Analysis of Student Computational Thinking Ability in PTIK UNS on Database Course
DOI:
https://doi.org/10.20961/joive.v7i3.2408Keywords:
computational thinking, database, non-probability samplingAbstract
This qualitative descriptive study aims to determine the computational thinking (CT) abilities of PTIK students in a database course and to identify differences in CT abilities among students with low, medium, and high academic grades. This research describes a condition based on existing research results and compares it with supporting theories to provide a systematic overview of the computational thinking abilities of PTIK FKIP UNS students.
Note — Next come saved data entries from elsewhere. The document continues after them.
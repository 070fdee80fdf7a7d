//! Sends a single STUN Binding Request over UDP and prints the mapped
//! address from the response. This crate only implements the STUN message
//! codec; retransmission and transaction bookkeeping live one layer up (see
//! the `webrtc-ice` crate's `transaction` module), so this example just does
//! one encode, one send, one decode.

use stun::agent::TransactionId;
use stun::message::{Message, BINDING_REQUEST};
use stun::xoraddr::XorMappedAddress;
use stun::Error;

use clap::{App, Arg};
use tokio::net::UdpSocket;

#[tokio::main]
async fn main() -> Result<(), Error> {
    let mut app = App::new("STUN Client")
        .version("0.1.0")
        .author("Rain Liu <yliu@webrtc.rs>")
        .about("An example of STUN Client")
        .arg(
            Arg::with_name("FULLHELP")
                .help("Prints more detailed help information")
                .long("fullhelp"),
        )
        .arg(
            Arg::with_name("server")
                .required_unless("FULLHELP")
                .takes_value(true)
                .default_value("stun.l.google.com:19302")
                .long("server")
                .help("STUN Server"),
        );

    let matches = app.clone().get_matches();

    if matches.is_present("FULLHELP") {
        app.print_long_help().unwrap();
        std::process::exit(0);
    }

    let server = matches.value_of("server").unwrap();

    let conn = UdpSocket::bind("0:0").await?;
    println!("Local address: {}", conn.local_addr()?);

    println!("Connecting to: {server}");
    conn.connect(server).await?;

    let mut msg = Message::new();
    msg.build(&[Box::<TransactionId>::default(), Box::new(BINDING_REQUEST)])?;

    conn.send(&msg.raw).await?;

    let mut buf = [0u8; 1024];
    let n = conn.recv(&mut buf).await?;

    let mut resp = Message::new();
    resp.raw = buf[..n].to_vec();
    resp.decode()?;

    let mut xor_addr = XorMappedAddress::default();
    xor_addr.get_from(&resp)?;
    println!("Got response: {xor_addr}");

    Ok(())
}
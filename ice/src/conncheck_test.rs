use std::net::{IpAddr, Ipv4Addr, SocketAddr};
use std::sync::Arc;

use stun::message::{Getter, Message, BINDING_REQUEST};
use stun::textattrs::Username;

use super::*;
use crate::control::{AttrControlled, AttrControlling};

fn remote_addr(port: u16) -> SocketAddr {
    SocketAddr::new(IpAddr::V4(Ipv4Addr::new(10, 0, 0, 2)), port)
}

fn binding_request(setters: Vec<Box<dyn stun::message::Setter>>) -> Message {
    let mut m = Message::new();
    let mut all: Vec<Box<dyn stun::message::Setter>> = vec![Box::new(BINDING_REQUEST)];
    all.extend(setters);
    m.build(&all).unwrap();
    m
}

#[test]
fn test_matches_local_ufrag() {
    let creds = Arc::new(CredentialsManager::new());
    let server = ConnCheckServer::new(creds);

    let m = binding_request(vec![Box::new(Username::new(ATTR_USERNAME, "alice:bob".to_owned()))]);
    assert!(server.matches_local_ufrag(&m, "alice"));
    assert!(!server.matches_local_ufrag(&m, "bob"));
}

#[test]
fn test_matches_local_ufrag_missing_username() {
    let creds = Arc::new(CredentialsManager::new());
    let server = ConnCheckServer::new(creds);
    let m = binding_request(vec![]);
    assert!(!server.matches_local_ufrag(&m, "alice"));
}

#[test]
fn test_resolve_role_conflict_no_attribute_is_no_conflict() {
    let creds = Arc::new(CredentialsManager::new());
    let server = ConnCheckServer::new(creds);
    let m = binding_request(vec![]);
    assert!(matches!(
        server.resolve_role_conflict(&m, Role::Controlling, 100),
        RoleResolution::NoConflict
    ));
}

#[test]
fn test_resolve_role_conflict_same_role_is_no_conflict() {
    let creds = Arc::new(CredentialsManager::new());
    let server = ConnCheckServer::new(creds);
    // a controlling peer asserting ICE-CONTROLLING against our own Controlling role isn't a
    // conflict from this peer's perspective -- it only matters when roles actually clash.
    let m = binding_request(vec![Box::new(AttrControlling(5))]);
    assert!(matches!(
        server.resolve_role_conflict(&m, Role::Controlled, 100),
        RoleResolution::NoConflict
    ));
}

#[test]
fn test_resolve_role_conflict_we_win_rejects_peer() {
    let creds = Arc::new(CredentialsManager::new());
    let server = ConnCheckServer::new(creds);
    let m = binding_request(vec![Box::new(AttrControlling(5))]);
    assert!(matches!(
        server.resolve_role_conflict(&m, Role::Controlling, 100),
        RoleResolution::RejectPeer
    ));
}

#[test]
fn test_resolve_role_conflict_peer_wins_switches_role() {
    let creds = Arc::new(CredentialsManager::new());
    let server = ConnCheckServer::new(creds);
    let m = binding_request(vec![Box::new(AttrControlled(500))]);
    match server.resolve_role_conflict(&m, Role::Controlled, 100) {
        RoleResolution::SwitchRole(role) => assert_eq!(role, Role::Controlling),
        _ => panic!("expected a role switch"),
    }
}

#[test]
fn test_parse_request_reads_priority_and_use_candidate() {
    let creds = Arc::new(CredentialsManager::new());
    let server = ConnCheckServer::new(creds);
    let m = binding_request(vec![
        Box::new(PriorityAttr(123_456)),
        Box::new(crate::use_candidate::UseCandidateAttr::new()),
    ]);

    let outcome = server.parse_request(&m, remote_addr(4000), true).unwrap();
    assert_eq!(outcome.priority, 123_456);
    assert!(outcome.use_candidate);
    assert_eq!(outcome.peer_reflexive_from, remote_addr(4000));
}

#[test]
fn test_parse_request_implicit_use_candidate_when_not_controlling() {
    let creds = Arc::new(CredentialsManager::new());
    let server = ConnCheckServer::new(creds);
    let m = binding_request(vec![Box::new(PriorityAttr(1))]);

    let outcome = server.parse_request(&m, remote_addr(4000), false).unwrap();
    assert!(outcome.use_candidate);
}

#[test]
fn test_parse_request_missing_priority_errors() {
    let creds = Arc::new(CredentialsManager::new());
    let server = ConnCheckServer::new(creds);
    let m = binding_request(vec![]);
    assert!(server.parse_request(&m, remote_addr(4000), true).is_err());
}

#[test]
fn test_build_success_response_carries_mapped_address() {
    let creds = Arc::new(CredentialsManager::new());
    creds.set_local_credentials("alice", "alicepwdalicepwdalicepwd");
    let server = ConnCheckServer::new(creds);

    let request = binding_request(vec![Box::new(PriorityAttr(1))]);
    let bytes = server
        .build_success_response(&request, remote_addr(5000), "alice")
        .unwrap();

    let mut resp = Message::new();
    resp.raw = bytes;
    resp.decode().unwrap();
    assert_eq!(resp.typ.class, stun::message::CLASS_SUCCESS_RESPONSE);

    let mut mapped = stun::xoraddr::XorMappedAddress::default();
    mapped.get_from(&resp).unwrap();
    assert_eq!(mapped.port, 5000);
}

#[test]
fn test_build_role_conflict_response_carries_487() {
    let creds = Arc::new(CredentialsManager::new());
    creds.set_local_credentials("alice", "alicepwdalicepwdalicepwd");
    let server = ConnCheckServer::new(creds);

    let request = binding_request(vec![]);
    let bytes = server.build_role_conflict_response(&request, "alice").unwrap();

    let mut resp = Message::new();
    resp.raw = bytes;
    resp.decode().unwrap();
    assert_eq!(resp.typ.class, stun::message::CLASS_ERROR_RESPONSE);

    let mut ec = stun::error_code::ErrorCodeAttribute::default();
    ec.get_from(&resp).unwrap();
    assert_eq!(ec.code, stun::error_code::CODE_ROLE_CONFLICT);
}

#[test]
fn test_build_bad_request_response_carries_400() {
    let creds = Arc::new(CredentialsManager::new());
    creds.set_local_credentials("alice", "alicepwdalicepwdalicepwd");
    let server = ConnCheckServer::new(creds);

    let request = binding_request(vec![]);
    let bytes = server.build_bad_request_response(&request, "alice").unwrap();

    let mut resp = Message::new();
    resp.raw = bytes;
    resp.decode().unwrap();

    let mut ec = stun::error_code::ErrorCodeAttribute::default();
    ec.get_from(&resp).unwrap();
    assert_eq!(ec.code, stun::error_code::CODE_BAD_REQUEST);
}
use super::*;

use crate::candidate::candidate_host::CandidateHostConfig;
use crate::candidate::candidate_peer_reflexive::CandidatePeerReflexiveConfig;
use crate::candidate::candidate_relay::CandidateRelayConfig;
use crate::candidate::candidate_server_reflexive::CandidateServerReflexiveConfig;

pub(crate) fn host_candidate() -> Result<CandidateBase> {
    CandidateHostConfig {
        base_config: CandidateBaseConfig {
            network: "udp".to_owned(),
            address: "0.0.0.0".to_owned(),
            component: COMPONENT_RTP,
            ..Default::default()
        },
        ..Default::default()
    }
    .new_candidate_host()
}

pub(crate) fn prflx_candidate() -> Result<CandidateBase> {
    CandidatePeerReflexiveConfig {
        base_config: CandidateBaseConfig {
            network: "udp".to_owned(),
            address: "0.0.0.0".to_owned(),
            component: COMPONENT_RTP,
            ..Default::default()
        },
        ..Default::default()
    }
    .new_candidate_peer_reflexive()
}

pub(crate) fn srflx_candidate() -> Result<CandidateBase> {
    CandidateServerReflexiveConfig {
        base_config: CandidateBaseConfig {
            network: "udp".to_owned(),
            address: "0.0.0.0".to_owned(),
            component: COMPONENT_RTP,
            ..Default::default()
        },
        ..Default::default()
    }
    .new_candidate_server_reflexive()
}

pub(crate) fn relay_candidate() -> Result<CandidateBase> {
    CandidateRelayConfig {
        base_config: CandidateBaseConfig {
            network: "udp".to_owned(),
            address: "0.0.0.0".to_owned(),
            component: COMPONENT_RTP,
            ..Default::default()
        },
        ..Default::default()
    }
    .new_candidate_relay()
}

#[test]
fn test_candidate_pair_priority() -> Result<()> {
    let tests = vec![
        (
            CandidatePair::new(
                Arc::new(host_candidate()?),
                Arc::new(host_candidate()?),
                false,
            ),
            9151314440652587007,
        ),
        (
            CandidatePair::new(
                Arc::new(host_candidate()?),
                Arc::new(host_candidate()?),
                true,
            ),
            9151314440652587007,
        ),
        (
            CandidatePair::new(
                Arc::new(host_candidate()?),
                Arc::new(prflx_candidate()?),
                true,
            ),
            7998392936314175488,
        ),
        (
            CandidatePair::new(
                Arc::new(host_candidate()?),
                Arc::new(prflx_candidate()?),
                false,
            ),
            7998392936314175487,
        ),
        (
            CandidatePair::new(
                Arc::new(host_candidate()?),
                Arc::new(srflx_candidate()?),
                true,
            ),
            7277816996102668288,
        ),
        (
            CandidatePair::new(
                Arc::new(host_candidate()?),
                Arc::new(srflx_candidate()?),
                false,
            ),
            7277816996102668287,
        ),
        (
            CandidatePair::new(
                Arc::new(host_candidate()?),
                Arc::new(relay_candidate()?),
                true,
            ),
            72057593987596288,
        ),
        (
            CandidatePair::new(
                Arc::new(host_candidate()?),
                Arc::new(relay_candidate()?),
                false,
            ),
            72057593987596287,
        ),
    ];

    for (pair, want) in tests {
        let got = pair.priority();
        assert_eq!(
            got, want,
            "CandidatePair({}).Priority() = {}, want {}",
            pair, got, want
        );
    }

    Ok(())
}

#[test]
fn test_candidate_pair_set_controlling_updates_priority() -> Result<()> {
    let pair = CandidatePair::new(
        Arc::new(host_candidate()?),
        Arc::new(prflx_candidate()?),
        true,
    );
    assert_eq!(pair.priority(), 7998392936314175488);

    pair.set_controlling(false);
    assert_eq!(pair.priority(), 7998392936314175487);

    pair.set_controlling(true);
    assert_eq!(pair.priority(), 7998392936314175488);

    Ok(())
}

#[test]
fn test_candidate_pair_equality() -> Result<()> {
    let pair_a = CandidatePair::new(
        Arc::new(host_candidate()?),
        Arc::new(srflx_candidate()?),
        true,
    );
    let pair_b = CandidatePair::new(
        Arc::new(host_candidate()?),
        Arc::new(srflx_candidate()?),
        false,
    );

    assert_eq!(pair_a, pair_b, "Expected {} to equal {}", pair_a, pair_b);

    Ok(())
}
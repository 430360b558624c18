use anyhow::{Context, Result};
use chainprofile_core::{resolve_all, EnvironmentSnapshot, Resolution};
use chainprofile_tools::report::NetworkStatus;
use chainprofile_tools::{config, logging, report, ProjectConfig};
use clap::{Parser, Subcommand};
use std::path::PathBuf;
use std::process::ExitCode;

#[derive(Parser)]
#[command(name = "chainprofile")]
#[command(about = "Resolve smart-contract network profiles and deployment credentials")]
struct Cli {
    /// Path to chainprofile.toml (defaults to CHAINPROFILE_CONFIG, then the nearest file)
    #[arg(short, long, global = true)]
    config: Option<PathBuf>,
    /// Env file to read secrets from (defaults to .env next to the config)
    #[arg(long, global = true)]
    env_file: Option<PathBuf>,
    /// Debug logging when RUST_LOG is unset
    #[arg(short, long, global = true)]
    verbose: bool,
    #[command(subcommand)]
    command: Commands,
}

#[derive(Subcommand)]
enum Commands {
    /// Resolve network profiles and print a summary
    Resolve {
        /// Print JSON instead of a summary
        #[arg(long)]
        json: bool,
        /// Fail unless this network resolves
        #[arg(short, long)]
        network: Option<String>,
    },
    /// Validate configuration and environment
    Check {
        /// Treat warnings as errors
        #[arg(long)]
        strict: bool,
    },
    /// List declared networks without resolving them
    Networks,
}

#[tokio::main]
async fn main() -> Result<ExitCode> {
    let cli = Cli::parse();
    logging::init(cli.verbose)?;

    let process = EnvironmentSnapshot::capture();
    let project = ProjectConfig::load(cli.config.as_deref(), &process)
        .context("Failed to load project configuration")?;

    match cli.command {
        Commands::Networks => {
            print!("{}", report::render_network_list(&project));
            Ok(ExitCode::SUCCESS)
        }
        Commands::Resolve { json, network } => {
            let resolution = resolve(&project, cli.env_file, process)?;
            if json {
                println!("{}", report::to_json(&project, &resolution)?);
            } else {
                print!("{}", report::render_summary(&project, &resolution));
            }

            let Some(name) = network else {
                return Ok(ExitCode::SUCCESS);
            };
            match report::requested_network_status(&project, &resolution, &name) {
                NetworkStatus::Resolved => Ok(ExitCode::SUCCESS),
                NetworkStatus::Unresolved => {
                    tracing::error!(network = %name, "requested network did not resolve");
                    Ok(ExitCode::FAILURE)
                }
                NetworkStatus::Undeclared => {
                    tracing::error!(network = %name, "requested network is not declared");
                    Ok(ExitCode::FAILURE)
                }
            }
        }
        Commands::Check { strict } => {
            let resolution = resolve(&project, cli.env_file, process)?;
            eprint!("{}", report::render_diagnostics(&resolution, ""));

            let errors = resolution.errors().count();
            let warnings = resolution.warnings().count();
            if !report::check_passed(&resolution, strict) {
                tracing::error!(errors, warnings, "configuration check failed");
                Ok(ExitCode::FAILURE)
            } else {
                tracing::info!(
                    networks = resolution.resolved.len(),
                    warnings,
                    "configuration check passed"
                );
                Ok(ExitCode::SUCCESS)
            }
        }
    }
}

fn resolve(
    project: &ProjectConfig,
    env_file: Option<PathBuf>,
    process: EnvironmentSnapshot,
) -> Result<Resolution> {
    let env = config::load_environment(&project.root, env_file.as_deref(), process)
        .context("Failed to read environment")?;
    let resolution = resolve_all(&project.profiles, &env, &project.paths)
        .context("Toolchain paths are invalid")?;
    Ok(resolution)
}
The research instruments included documents (database scores of PTIK students for the 2021 academic year) and essay test results from third-semester students who had completed the database course. The sampling technique used was purposive sampling. Data was collected through document analysis, test instruments, and in-depth interviews, with data validity tested using method and data source triangulation. The data was analyzed using narrative analysis techniques. The study assessed six aspects of CT ability in the database context: decomposition and reduction, abstraction, conversion and simplification, classification and division of ideas, reverse thinking, and assumptions. The results showed that, overall, PTIK students possess good CT skills. However, the abilities in reduction, simplification, and assumption could be improved. The research also found a clear difference between students with low midterm test scores and those with high midterm test scores. The data confirms that better grades in the database course correspond to better CT abilities among students.